Audubon Nears The Finish Line In Wiping Out Invasive Water Chestnut

Recently Western New York PRISM (Partnership for Regional Invasive Species Management) staff helped Audubon Community Nature Center near its long-sought goal of removing all the invasive European water chestnut from its waters. PRISM staff are pictured in waders pulling water chestnut from Audubon’s Big Pond.

Recently Western New York PRISM (Partnership for Regional Invasive Species Management) staff helped Audubon Community Nature Center near its long-sought goal of removing all the invasive European water chestnut from its waters. PRISM staff are pictured in waders pulling water chestnut from Audubon’s Big Pond.

Hundreds of volunteers over five summers have helped the Audubon Community Nature Center near the finish line in eradicating the European water chestnut that first appeared in 2013.

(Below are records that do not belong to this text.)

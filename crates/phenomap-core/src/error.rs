use std::path::PathBuf;

/// Errors raised while loading inputs or configuring a metric run.
///
/// Per-item exclusions (no negatives, no positives, degenerate null shapes)
/// are not errors; they surface as absent rows. Everything here aborts the
/// configuration being processed.
#[derive(Debug, thiserror::Error)]
pub enum Error {
    /// Reading or writing a file failed.
    #[error("{}: {source}", path.display())]
    Io {
        /// File that was being accessed.
        path: PathBuf,
        /// The underlying error.
        #[source]
        source: std::io::Error,
    },

    /// A file was readable but its contents could not be interpreted.
    #[error("malformed input in {}: {detail}", path.display())]
    Malformed {
        /// File containing the bad content.
        path: PathBuf,
        /// What was wrong.
        detail: String,
    },

    /// A column required by the configuration is absent from a table.
    #[error("missing column '{column}'")]
    MissingColumn {
        /// Name of the absent column.
        column: String,
    },

    /// A stage produced no rows to work with.
    #[error("empty input: {what}")]
    EmptyInput {
        /// Which stage or table was empty.
        what: String,
    },

    /// Feature matrix and metadata disagree in shape, or a value is unusable.
    #[error("invalid data: {0}")]
    InvalidData(String),

    /// Configuration values outside their allowed range.
    #[error("invalid configuration: {0}")]
    InvalidConfig(String),

    /// JSON (de)serialization of configuration or manifests failed.
    #[error("JSON error: {0}")]
    Json(#[from] serde_json::Error),
}

/// Result alias used throughout phenomap-core.
pub type Result<T> = std::result::Result<T, Error>;

impl Error {
    pub(crate) fn io(path: impl Into<PathBuf>, source: std::io::Error) -> Self {
        Self::Io {
            path: path.into(),
            source,
        }
    }

    pub(crate) fn malformed(path: impl Into<PathBuf>, detail: impl Into<String>) -> Self {
        Self::Malformed {
            path: path.into(),
            detail: detail.into(),
        }
    }

    pub(crate) fn missing_column(column: &str) -> Self {
        Self::MissingColumn {
            column: column.to_string(),
        }
    }

    pub(crate) fn empty(what: impl Into<String>) -> Self {
        Self::EmptyInput { what: what.into() }
    }
}
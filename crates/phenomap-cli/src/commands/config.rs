//! `phenomap config` — print the default configuration.

use phenomap_core::PipelineConfig;

/// Run the config command.
pub fn run() {
    match serde_json::to_string_pretty(&PipelineConfig::default()) {
        Ok(json) => println!("{json}"),
        Err(e) => super::fail("serializing default configuration", e),
    }
}
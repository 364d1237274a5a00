//! CLI for phenomap — gene-group retrieval mAP over consensus profiles.

mod commands;

use clap::{Parser, Subcommand};

#[derive(Parser)]
#[command(name = "phenomap")]
#[command(about = "phenomap — does profile similarity recover shared gene groups?")]
#[command(version = phenomap_core::VERSION)]
struct Cli {
    /// Log debug detail (equivalent to RUST_LOG=debug)
    #[arg(long, short, global = true)]
    verbose: bool,

    #[command(subcommand)]
    command: Commands,
}

#[derive(Subcommand)]
enum Commands {
    /// Score every configured modality and pipeline, writing one combined table
    Run {
        /// JSON configuration (defaults apply to absent fields)
        #[arg(long)]
        config: Option<String>,

        /// Output CSV path (default: {output_dir}/{retrieval_label}_retrieval.csv)
        #[arg(long)]
        output: Option<String>,

        /// Abort on the first failing configuration
        #[arg(long)]
        fail_fast: bool,
    },

    /// Score a single consensus profile table
    Score {
        /// Consensus profiles (CSV/TSV, optionally .gz) with Metadata_ columns
        #[arg(long)]
        profiles: String,

        /// Column holding `|`-separated group labels
        #[arg(long)]
        multilabel_col: String,

        /// Samples per null distribution
        #[arg(long, default_value = "20000")]
        null_size: usize,

        /// Seed for the null distributions
        #[arg(long, default_value = "12527")]
        seed: u64,

        /// FDR level
        #[arg(long, default_value = "0.05")]
        fdr: f64,

        /// Upper bound on item pairs per block
        #[arg(long, default_value = "20000")]
        batch_size: usize,

        /// Group p-value method
        #[arg(long, default_value = "pooled_null", value_parser = ["pooled_null", "fisher"])]
        p_value_method: String,

        /// Directory for ap.csv and map.csv
        #[arg(long, default_value = "output")]
        output: String,
    },

    /// Print the default configuration as JSON
    Config,
}

fn main() {
    let cli = Cli::parse();

    let default_filter = if cli.verbose { "debug" } else { "info" };
    env_logger::Builder::from_env(env_logger::Env::default().default_filter_or(default_filter))
        .init();

    match cli.command {
        Commands::Run {
            config,
            output,
            fail_fast,
        } => commands::run::run(config.as_deref(), output.as_deref(), fail_fast),
        Commands::Score {
            profiles,
            multilabel_col,
            null_size,
            seed,
            fdr,
            batch_size,
            p_value_method,
            output,
        } => commands::score::run(commands::score::ScoreCommandConfig {
            profiles: &profiles,
            multilabel_col: &multilabel_col,
            null_size,
            seed,
            fdr,
            batch_size,
            p_value_method: &p_value_method,
            output_dir: &output,
        }),
        Commands::Config => commands::config::run(),
    }
}
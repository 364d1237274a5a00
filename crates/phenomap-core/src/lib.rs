//! # phenomap-core
//!
//! **Does profile similarity recover shared gene-group membership?**
//!
//! `phenomap-core` scores perturbation profiles with a retrieval metric:
//! each item queries its positive partners (same gene group) against its
//! negative partners (disjoint groups), ranked by cosine similarity. Average
//! precision per item is averaged per group into a mean average precision
//! (mAP) and calibrated against a permutation null.
//!
//! ## Quick Start
//!
//! ```no_run
//! use phenomap_core::{PipelineConfig, run_all};
//!
//! let config = PipelineConfig::default();
//! let report = run_all(&config, false).unwrap();
//! println!("{} groups scored", report.results.len());
//! ```
//!
//! ## Architecture
//!
//! Profiles → activity filter → annotations → consensus → split →
//! [`average_precision()`] → [`mean_average_precision()`] → accumulator
//!
//! - `matcher`: positive / negative pair classification, with set
//!   intersection for the multi-label group field
//! - `average_precision`: per-item AP over cosine-ranked partners, in
//!   query blocks bounded by `batch_size`
//! - `null`: per-shape null distributions behind a seedable [`RandomSource`]
//! - `map`: group mAP, group p-values and Benjamini-Hochberg correction
//!
//! The surrounding glue (delimited I/O, annotations, consensus profiles,
//! configuration, result files) lives in the remaining modules.

pub mod annotations;
pub mod average_precision;
pub mod config;
pub mod delimited;
pub mod error;
pub mod map;
pub mod matcher;
pub mod null;
pub mod output;
pub mod pipeline;
pub mod profiles;
pub mod table;

pub use annotations::{LABEL_SEPARATOR, load_active_ids, load_annotations};
pub use average_precision::{
    ApRecord, ApTable, RetrievalParams, average_precision, cosine_similarity,
    ranked_average_precision,
};
pub use config::{ModalityConfig, PipelineConfig, ProfileSpec};
pub use delimited::{read_table, write_records};
pub use error::{Error, Result};
pub use map::{
    MapParams, MapRecord, MapTable, PValueMethod, mean_average_precision,
    mean_average_precision_with,
};
pub use matcher::{FieldKind, Matcher, PairKind, PairPredicate, QueryMatches, query_batches};
pub use null::{NullCache, NullShape, RandomSource, SeededSource, null_distribution};
pub use output::{
    ConfigOutcome, PROFILE_TYPE_COL, ResultAccumulator, RunManifest, write_ap_table,
    write_manifest, write_map_results, write_map_table,
};
pub use pipeline::{RunReport, Scored, persist, run_all, run_configuration, score_file, score_table};
pub use profiles::{METADATA_PREFIX, consensus, split_metadata_features};
pub use table::{FeatureMatrix, Table, Value};

/// Library version (from Cargo.toml).
pub const VERSION: &str = env!("CARGO_PKG_VERSION");
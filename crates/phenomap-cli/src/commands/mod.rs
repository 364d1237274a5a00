pub mod config;
pub mod run;
pub mod score;

use std::fmt::Display;

/// Report a fatal error and exit non-zero.
pub fn fail(context: &str, err: impl Display) -> ! {
    log::error!("{context}: {err}");
    eprintln!("Error: {context}: {err}");
    std::process::exit(1);
}
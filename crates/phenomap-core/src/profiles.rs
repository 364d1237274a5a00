//! Replicate consolidation and the metadata / feature split.
//!
//! Columns whose name starts with [`METADATA_PREFIX`] are metadata; every
//! other column is a numeric feature.

use std::collections::HashMap;

use crate::error::{Error, Result};
use crate::table::{FeatureMatrix, Table, Value};

/// Marks metadata columns in profile tables.
pub const METADATA_PREFIX: &str = "Metadata_";

pub fn is_metadata(column: &str) -> bool {
    column.starts_with(METADATA_PREFIX)
}

fn parse_feature(value: &Value, column: &str) -> Result<f64> {
    let text = value
        .as_text()
        .ok_or_else(|| Error::InvalidData(format!("feature '{column}' has a missing value")))?;
    let x: f64 = text
        .parse()
        .map_err(|_| Error::InvalidData(format!("feature '{column}' value '{text}' is not numeric")))?;
    if !x.is_finite() {
        return Err(Error::InvalidData(format!(
            "feature '{column}' value '{text}' is not finite"
        )));
    }
    Ok(x)
}

/// Median of a non-empty slice (mean of the two middle values when even).
pub fn median(values: &mut [f64]) -> f64 {
    values.sort_by(f64::total_cmp);
    let n = values.len();
    if n % 2 == 1 {
        values[n / 2]
    } else {
        (values[n / 2 - 1] + values[n / 2]) / 2.0
    }
}

/// One row per distinct `key` value, in first-appearance order.
///
/// Feature columns become the median over the group's rows; metadata columns
/// keep the group's first row. Rows with a missing key are dropped.
pub fn consensus(table: &Table, key: &str) -> Result<Table> {
    let k = table.column_index(key)?;
    let feature_cols: Vec<usize> = table
        .columns()
        .iter()
        .enumerate()
        .filter(|(_, c)| !is_metadata(c))
        .map(|(i, _)| i)
        .collect();

    let mut order: Vec<&Value> = Vec::new();
    let mut groups: HashMap<&Value, Vec<usize>> = HashMap::new();
    for (i, row) in table.rows().enumerate() {
        if row[k].is_missing() {
            continue;
        }
        let members = groups.entry(&row[k]).or_default();
        if members.is_empty() {
            order.push(&row[k]);
        }
        members.push(i);
    }

    let mut out = Table::new(table.columns().to_vec());
    let mut buf = Vec::new();
    for key_value in order {
        let members = &groups[key_value];
        let mut row = table.row(members[0]).to_vec();
        for &c in &feature_cols {
            buf.clear();
            for &m in members {
                buf.push(parse_feature(table.value(m, c), &table.columns()[c])?);
            }
            row[c] = Value::Text(median(&mut buf).to_string());
        }
        out.push_row(row)?;
    }

    log::info!(
        "consensus on {key}: {} rows -> {} profiles",
        table.n_rows(),
        out.n_rows()
    );
    Ok(out)
}

/// Separate metadata columns from the numeric feature matrix.
pub fn split_metadata_features(table: &Table) -> Result<(Table, FeatureMatrix)> {
    let meta_names: Vec<&str> = table
        .columns()
        .iter()
        .filter(|c| is_metadata(c))
        .map(String::as_str)
        .collect();
    let feature_cols: Vec<usize> = table
        .columns()
        .iter()
        .enumerate()
        .filter(|(_, c)| !is_metadata(c))
        .map(|(i, _)| i)
        .collect();
    if feature_cols.is_empty() {
        return Err(Error::empty("feature columns"));
    }

    let meta = table.select(&meta_names)?;
    let mut feats = FeatureMatrix::new(feature_cols.len());
    let mut row = Vec::with_capacity(feature_cols.len());
    for r in 0..table.n_rows() {
        row.clear();
        for &c in &feature_cols {
            row.push(parse_feature(table.value(r, c), &table.columns()[c])?);
        }
        feats.push_row(&row)?;
    }
    log::debug!(
        "split {} metadata and {} feature columns",
        meta_names.len(),
        feature_cols.len()
    );
    Ok((meta, feats))
}

#[cfg(test)]
mod tests {
    use super::*;

    fn replicates() -> Table {
        let cols = ["Metadata_gene", "Metadata_well", "f1", "f2"];
        let rows = [
            ["g1", "A01", "1.0", "10"],
            ["g2", "A02", "5", "0"],
            ["g1", "A03", "3.0", "20"],
            ["g1", "A04", "2.0", "-1"],
            ["g2", "A05", "7", "2"],
        ];
        Table::from_rows(
            cols.iter().map(|c| c.to_string()).collect(),
            rows.iter()
                .map(|r| r.iter().map(|c| Value::parse(c)).collect())
                .collect(),
        )
        .unwrap()
    }

    #[test]
    fn test_median() {
        assert_eq!(median(&mut [3.0, 1.0, 2.0]), 2.0);
        assert_eq!(median(&mut [4.0, 1.0, 2.0, 3.0]), 2.5);
    }

    #[test]
    fn test_consensus_median_and_first_metadata() {
        let c = consensus(&replicates(), "Metadata_gene").unwrap();
        assert_eq!(c.n_rows(), 2);
        assert_eq!(c.value(0, 0), &Value::from("g1"));
        assert_eq!(c.value(0, 1), &Value::from("A01"));
        let (_, f) = split_metadata_features(&c).unwrap();
        assert_eq!(f.row(0), &[2.0, 10.0]);
        assert_eq!(f.row(1), &[6.0, 1.0]);
    }

    #[test]
    fn test_split_rejects_bad_features() {
        let mut t = replicates();
        t.push_row(vec![
            Value::from("g3"),
            Value::from("A06"),
            Value::from("abc"),
            Value::from("1"),
        ])
        .unwrap();
        assert!(split_metadata_features(&t).is_err());

        let mut t = replicates();
        t.push_row(vec![
            Value::from("g3"),
            Value::from("A06"),
            Value::from("inf"),
            Value::from("1"),
        ])
        .unwrap();
        assert!(split_metadata_features(&t).is_err());
    }

    #[test]
    fn test_split_without_features_is_error() {
        let t = replicates().select(&["Metadata_gene"]).unwrap();
        assert!(matches!(
            split_metadata_features(&t),
            Err(Error::EmptyInput { .. })
        ));
    }

    #[test]
    fn test_split_keeps_metadata_order() {
        let (m, f) = split_metadata_features(&replicates()).unwrap();
        assert_eq!(m.columns(), &["Metadata_gene".to_string(), "Metadata_well".to_string()][..]);
        assert_eq!(f.n_rows(), 5);
        assert_eq!(f.n_cols(), 2);
    }
}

“In waders and kayaks, Western New York PRISM (Partnership for Regional Invasive Species Management) staff recently spent four days pulling water chestnut out of our waterways,” said Jeff Tome, Audubon senior naturalist. “Thanks to their efforts coupled with the work of our great seasonal staff and local volunteers, the problem appears to be getting under control.”

The European water chestnut is an invasive species that can cover a water body so densely it chokes out other plants and animal life. Much of the center’s 600-acre wetland preserve is covered by a series of ponds, making it vulnerable to the annual invader. Staff and volunteers have worked since its first appearance to control its infestation and prevent it from spreading to other waterways in the region, including Conewango Creek and Chautauqua Lake.

Western New York PRISM is a regional partnership created to address the negative impacts of invasive species on the economy, environment and human health. With offices in the Great Lakes Center at SUNY Buffalo State, the group’s collaborative approach to invasive species management includes local citizens, private landowners, non-profit organizations, state, federal, tribal, and local agencies, business, researchers and universities. More information can be found at wnyprism.org.

Work of the PRISM staff followed a major pull on June 24, when volunteers were served lunch following their morning efforts.

Julie Gibson, Audubon water chestnut coordinator, is still looking for help as she continues to focus on pulling on Tuesdays and Thursdays. She can also arrange to work with volunteers on Saturdays and evenings. To participate, email Gibson at waterchestnut@auduboncnc.org.

Audubon Community Nature Center is located at 1600 Riverside Road, one-quarter mile east of Route 62 between Jamestown and Warren. To learn more, call 569-2345 or visit auduboncnc.org.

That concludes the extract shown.